I will say this is something like companies do as well. This one I don't think is necessarily as feels as fraudulent, but of course it's kind of, you know, like, oh, well, that's you find novelty in some some direction. Then another point that I would agree with that is, I guess, a little bit more sketchy is proclaiming that your work is a quote promising first step.

in your introduction, despite being fully aware that nobody will ever build on it. That is so sad, so sad to me, but I could totally see like that is totally true. And I've yeah, I basically I feel like I've seen that and then tried to contact the authors, you know, either for code or for questions about their method. And they just are really, really kind of dicey and flaky about getting back to me.
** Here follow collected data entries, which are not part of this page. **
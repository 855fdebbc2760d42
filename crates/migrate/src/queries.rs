use crate::{Degradation, Error};
use indexmap::IndexMap;
use models::{AlertQuery, RawValue};
use serde_json::value::RawValue as JsonRawValue;

/// QueryModel is a query model which is being repaired.
/// Only a few well-known properties are inspected or modified,
/// and all others pass through verbatim and in their original order.
type QueryModel = IndexMap<String, Box<JsonRawValue>>;

// Visibility toggle of the legacy query editor, which has no meaning to the alerting engine.
const HIDE: &str = "hide";
// Graphite queries may reference other queries of the panel in `target`.
// `targetFull` holds the same query with all references expanded.
const GRAPHITE_TARGET: &str = "target";
const GRAPHITE_TARGET_FULL: &str = "targetFull";
// Prometheus query modes.
const INSTANT: &str = "instant";
const RANGE: &str = "range";
const DATASOURCE: &str = "datasource";
const PROMETHEUS_TYPE: &str = "prometheus";

/// Repair the queries of a migrated rule so they may be executed by the alerting engine.
/// Expressions are returned unchanged. Query order is preserved.
pub fn repair_queries(
    data: Vec<AlertQuery>,
    degraded: &mut Vec<Degradation>,
) -> Result<Vec<AlertQuery>, Error> {
    data.into_iter()
        .map(|query| repair_query(query, degraded))
        .collect()
}

fn repair_query(
    mut query: AlertQuery,
    degraded: &mut Vec<Degradation>,
) -> Result<AlertQuery, Error> {
    if query.is_expression() {
        return Ok(query);
    }
    let map_err = |source| Error::Queries {
        ref_id: query.ref_id.clone(),
        source,
    };

    let mut model: QueryModel = serde_json::from_str(query.model.get()).map_err(map_err)?;

    model.shift_remove(HIDE);
    fix_graphite_referenced_sub_queries(&mut model);

    if let Some(degradation) = fix_prometheus_both_type_query(&query.ref_id, &mut model)
        .map_err(map_err)?
    {
        degraded.push(degradation);
    }

    query.model = RawValue::from_serialize(&model).map_err(map_err)?;
    Ok(query)
}

/// The alerting engine cannot resolve references between Graphite queries,
/// so use the fully-expanded `targetFull` as the query `target`.
fn fix_graphite_referenced_sub_queries(model: &mut QueryModel) {
    if let Some(full) = model.shift_remove(GRAPHITE_TARGET_FULL) {
        model.insert(GRAPHITE_TARGET.to_string(), full);
    }
}

/// Convert a Prometheus query of type "Both" (instant *and* range) into a range query.
///
/// The alerting engine runs a query as either instant or range. A "Both" query could
/// be split in two with each half in its own condition, but that requires operator
/// precedence which classic conditions don't have. Range is the closer approximation,
/// since it retains the time series.
fn fix_prometheus_both_type_query(
    ref_id: &str,
    model: &mut QueryModel,
) -> serde_json::Result<Option<Degradation>> {
    let instant = match parse_mode(ref_id, model, INSTANT) {
        Ok(mode) => mode,
        Err(degradation) => return Ok(degradation),
    };
    let range = match parse_mode(ref_id, model, RANGE) {
        Ok(mode) => mode,
        Err(degradation) => return Ok(degradation),
    };

    if !instant || !range {
        return Ok(None); // Only "Both" queries are converted.
    }

    match is_prometheus_query(model) {
        Err(reason) => {
            tracing::info!(
                ref_id,
                %reason,
                "unable to convert query resembling a Prometheus 'Both' type query to 'Range'"
            );
            Ok(None)
        }
        Ok(false) => Ok(None),
        Ok(true) => {
            tracing::warn!(
                ref_id,
                "Prometheus 'Both' type queries are not supported by unified alerting, converting to range query"
            );
            model.insert(INSTANT.to_string(), serde_json::value::to_raw_value(&false)?);
            Ok(Some(Degradation::BothQueryConverted {
                ref_id: ref_id.to_string(),
            }))
        }
    }
}

// Parse the boolean query mode `field`, which is false if absent.
// If `field` isn't a boolean then the query is left alone, and this is
// reported only if the query is independently known to be Prometheus.
fn parse_mode(
    ref_id: &str,
    model: &QueryModel,
    field: &'static str,
) -> Result<bool, Option<Degradation>> {
    let Some(raw) = model.get(field) else {
        return Ok(false);
    };
    // A null mode is the same as an absent one.
    match serde_json::from_str::<Option<bool>>(raw.get()) {
        Ok(mode) => Ok(mode.unwrap_or_default()),
        Err(err) if matches!(is_prometheus_query(model), Ok(true)) => {
            tracing::info!(
                ref_id,
                field,
                value = raw.get(),
                %err,
                "failed to parse query mode of Prometheus query"
            );
            Err(Some(Degradation::UnparsableQueryMode {
                ref_id: ref_id.to_string(),
                field: field.to_string(),
            }))
        }
        Err(_) => Err(None),
    }
}

/// Determine whether the query model is of a Prometheus datasource.
/// An Err describes why the datasource type couldn't be determined.
fn is_prometheus_query(model: &QueryModel) -> Result<bool, String> {
    #[derive(serde::Deserialize)]
    struct Datasource {
        #[serde(default, rename = "type")]
        ds_type: String,
    }

    let Some(raw) = model.get(DATASOURCE) else {
        return Err("missing datasource field".to_string());
    };
    let datasource: Datasource = serde_json::from_str(raw.get())
        .map_err(|err| format!("parse datasource '{}': {err}", raw.get()))?;

    if datasource.ds_type.is_empty() {
        return Err(format!("missing type field '{}'", raw.get()));
    }
    Ok(datasource.ds_type == PROMETHEUS_TYPE)
}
any that ring true for you andre yeah yeah i mean uh definitely these examples that he cites are very you know something that we're all aware to some extent exists of you know not tuning your baselines a well kind of uh

not being overly careful in your evaluation, submitting a paper, even if there are some issues with it, just so it can be published. So yeah, some of the things he highlights are definitely quite common. Although I will say that later on in his blog post, there are some things that I found less agreeable. So

He says that because everybody is complicit in the subtle fraud, nobody is willing to acknowledge its existence. And the said result is that as a community, we have developed a collective blind spot around a depressing reality that even at top conferences, the media and published paper contains no truth or insight, which is pretty...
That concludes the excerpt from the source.